= DESCRIPTION OF THE TASK =
Could you write out each entry exactly as it reads?

(Saved data entries)
_____
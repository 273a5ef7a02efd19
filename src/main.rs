mod capability;
mod db;
mod domain;
mod in_memory;
mod migrations;
mod nice_display;
mod server;
#[cfg(test)]
mod test_env;
mod worker;

use crate::domain::logger::{self, Logger};
use crate::in_memory::InMemoryWorker;
use crate::nice_display::NiceDisplay;
use crate::worker::Worker;
use clap::Parser;

#[derive(Debug, Parser, Clone)]
#[clap(version = "0.1", about = "Commands for the people service")]
enum Cmd {
    /// Serve /addPerson and /fetchAll
    Run {
        /// Keep people in process memory instead of Postgres
        #[clap(long)]
        in_memory: bool,
    },
    NewMigration {
        migration_name: String,
    },
    RunMigrations {
        /// Skip the confirmation prompt
        #[clap(long)]
        yes: bool,
    },
}

enum Error {
    EnvVars(dotenv::Error),
    Logger(logger::Error),
    ServerConfig(server::ConfigError),
    WorkerInit(worker::InitError),
    WebServer(server::Error),
    NewMigration(migrations::Error),
    RunMigrations(migrations::Error),
}

impl NiceDisplay for Error {
    fn message(&self) -> String {
        match self {
            Error::EnvVars(err) => {
                format!("Error loading environment variables: {}", err)
            }
            Error::Logger(err) => err.message(),
            Error::ServerConfig(err) => err.message(),
            Error::WorkerInit(err) => err.message(),
            Error::WebServer(err) => err.message(),
            Error::NewMigration(err) => err.message(),
            Error::RunMigrations(err) => err.message(),
        }
    }
}

#[actix_web::main]
async fn main() -> Result<(), String> {
    nice_main()
        .await
        .map_err(|err| err.to_nice_error().to_string())
}

async fn nice_main() -> Result<(), Error> {
    let cmd = Cmd::parse();

    match dotenv::dotenv() {
        Ok(_) => {}
        Err(err) if err.not_found() => {}
        Err(err) => return Err(Error::EnvVars(err)),
    }

    let _log_guard = Logger::from_env()
        .and_then(Logger::install)
        .map_err(Error::Logger)?;

    match cmd {
        Cmd::Run { in_memory } => run_server(in_memory).await,
        Cmd::NewMigration { migration_name } => migrations::new(migration_name)
            .await
            .map_err(Error::NewMigration),
        Cmd::RunMigrations { yes } => migrations::run(yes).await.map_err(Error::RunMigrations),
    }
}

async fn run_server(in_memory: bool) -> Result<(), Error> {
    let config = server::Config::load().map_err(Error::ServerConfig)?;

    if in_memory {
        tracing::warn!("Storing people in memory, nothing will survive a restart");
        server::run(config, InMemoryWorker::new())
            .await
            .map_err(Error::WebServer)
    } else {
        let worker = Worker::new().await.map_err(Error::WorkerInit)?;
        server::run(config, worker).await.map_err(Error::WebServer)
    }
}

#[cfg(test)]
mod tests {
    use super::*;
    use clap::CommandFactory;

    #[test]
    fn command_definition_is_consistent() {
        Cmd::command().debug_assert();
    }

    #[test]
    fn parses_run_and_migration_flags() {
        let run = Cmd::try_parse_from(["people", "run", "--in-memory"]).unwrap();
        assert!(matches!(run, Cmd::Run { in_memory: true }));

        let migrate = Cmd::try_parse_from(["people", "run-migrations", "--yes"]).unwrap();
        assert!(matches!(migrate, Cmd::RunMigrations { yes: true }));
    }
}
_____
= WORKED SOLUTION =
repository 273a5ef7a02efd19
filename src/main.rs
mod capability;
mod db;
mod domain;
mod in_memory;
mod migrations;
mod nice_display;
mod server;
#[cfg(test)]
mod test_env;
mod worker;

use crate::domain::logger::{self, Logger};
use crate::in_memory::InMemoryWorker;
use crate::nice_display::NiceDisplay;
use crate::worker::Worker;
use clap::Parser;

#[derive(Debug, Parser, Clone)]
#[clap(version = "0.1", about = "Commands for the people service")]
enum Cmd {
    /// Serve /addPerson and /fetchAll
    Run {
        /// Keep people in process memory instead of Postgres
        #[clap(long)]
        in_memory: bool,
    },
    NewMigration {
        migration_name: String,
    },
    RunMigrations {
        /// Skip the confirmation prompt
        #[clap(long)]
        yes: bool,
    },
}

enum Error {
    EnvVars(dotenv::Error),
    Logger(logger::Error),
    ServerConfig(server::ConfigError),
    WorkerInit(worker::InitError),
    WebServer(server::Error),
    NewMigration(migrations::Error),
    RunMigrations(migrations::Error),
}

impl NiceDisplay for Error {
    fn message(&self) -> String {
        match self {
            Error::EnvVars(err) => {
                format!("Error loading environment variables: {}", err)
            }
            Error::Logger(err) => err.message(),
            Error::ServerConfig(err) => err.message(),
            Error::WorkerInit(err) => err.message(),
            Error::WebServer(err) => err.message(),
            Error::NewMigration(err) => err.message(),
            Error::RunMigrations(err) => err.message(),
        }
    }
}

#[actix_web::main]
async fn main() -> Result<(), String> {
    nice_main()
        .await
        .map_err(|err| err.to_nice_error().to_string())
}

async fn nice_main() -> Result<(), Error> {
    let cmd = Cmd::parse();

    match dotenv::dotenv() {
        Ok(_) => {}
        Err(err) if err.not_found() => {}
        Err(err) => return Err(Error::EnvVars(err)),
    }

    let _log_guard = Logger::from_env()
        .and_then(Logger::install)
        .map_err(Error::Logger)?;

    match cmd {
        Cmd::Run { in_memory } => run_server(in_memory).await,
        Cmd::NewMigration { migration_name } => migrations::new(migration_name)
            .await
            .map_err(Error::NewMigration),
        Cmd::RunMigrations { yes } => migrations::run(yes).await.map_err(Error::RunMigrations),
    }
}

async fn run_server(in_memory: bool) -> Result<(), Error> {
    let config = server::Config::load().map_err(Error::ServerConfig)?;

    if in_memory {
        tracing::warn!("Storing people in memory, nothing will survive a restart");
        server::run(config, InMemoryWorker::new())
            .await
            .map_err(Error::WebServer)
    } else {
        let worker = Worker::new().await.map_err(Error::WorkerInit)?;
        server::run(config, worker).await.map_err(Error::WebServer)
    }
}

#[cfg(test)]
mod tests {
    use super::*;
    use clap::CommandFactory;

    #[test]
    fn command_definition_is_consistent() {
        Cmd::command().debug_assert();
    }

    #[test]
    fn parses_run_and_migration_flags() {
        let run = Cmd::try_parse_from(["people", "run", "--in-memory"]).unwrap();
        assert!(matches!(run, Cmd::Run { in_memory: true }));

        let migrate = Cmd::try_parse_from(["people", "run-migrations", "--yes"]).unwrap();
        assert!(matches!(migrate, Cmd::RunMigrations { yes: true }));
    }
}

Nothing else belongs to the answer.